Field Note: On Attention

· 2 min read

Noticed something this week: the cost of a distraction isn’t the distraction itself. It’s the re-entry. Getting back to the thread of thought you were holding before the phone buzzed, or the tab pulled you sideways.

Cal Newport calls this “attention residue” — fragments of the previous task lingering after you’ve switched. Every context switch leaves a debt. The brain doesn’t context-switch cleanly; it amortises the cost over whatever comes next.

The practical implication isn’t new: protect long blocks. But I’ve been thinking about the shape of distraction more carefully. Ambient noise vs. discrete interruption. Notification vs. boredom-click. They’re different animals.


On ambient vs. discrete interruptions: Ambient noise (coffee shop hum, rain) often helps — it’s white noise that masks more distracting signal. Discrete interruptions (Slack ping, someone calling your name) break the thread hard. The difference is signal vs. noise: noise can be tolerated; signal demands acknowledgment.

What I’m trying: One phone-free hour in the morning before opening any communication. No email, no RSS, no Slack. Just one task or one notebook. The “activation energy” of distraction is lower than I’d like — the habit of reaching for the phone is almost involuntary by now. Trying to put friction in the way.
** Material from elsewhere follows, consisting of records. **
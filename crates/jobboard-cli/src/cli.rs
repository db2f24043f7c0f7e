//! CLI argument definitions.

use std::path::PathBuf;

use clap::{Args, Parser, Subcommand};

use crate::commands::auth::AuthCommand;
use crate::commands::request::RequestArgs;

/// Command-line client for the jobboard REST API.
#[derive(Parser, Debug)]
#[command(name = "jobboard")]
#[command(author, version = env!("JOBBOARD_VERSION"), about, long_about = None)]
pub struct Cli {
    /// Increase verbosity (-v, -vv, -vvv)
    #[arg(short, long, action = clap::ArgAction::Count, global = true)]
    pub verbose: u8,

    /// Output logs as JSON
    #[arg(long, global = true)]
    pub json_logs: bool,

    #[command(flatten)]
    pub global: GlobalArgs,

    #[command(subcommand)]
    pub command: Commands,
}

/// Connection settings shared by every command.
#[derive(Args, Debug, Clone)]
pub struct GlobalArgs {
    /// API base URL
    #[arg(long, env = "JOBBOARD_API_URL", global = true)]
    pub api_url: Option<String>,

    /// Credentials file (defaults to the user data directory)
    #[arg(long, env = "JOBBOARD_CREDENTIALS", global = true)]
    pub store: Option<PathBuf>,

    /// Request timeout in seconds (0 disables it)
    #[arg(long, global = true)]
    pub timeout: Option<u64>,
}

#[derive(Subcommand, Debug)]
pub enum Commands {
    /// Session and account operations
    Auth(AuthCommand),

    /// Send an authenticated request to any API path
    Request(RequestArgs),
}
Related reading: Newport’s “Deep Work” is the obvious starting point. Less discussed but worth it: Mihaly Csikszentmihalyi’s work on flow — the observation that people report highest satisfaction during difficult, engaged activity, not passive entertainment. The attention economy profits from the gap between what we think will make us happy and what actually does.

Still provisional. I’m two weeks into the morning experiment. More notes to follow.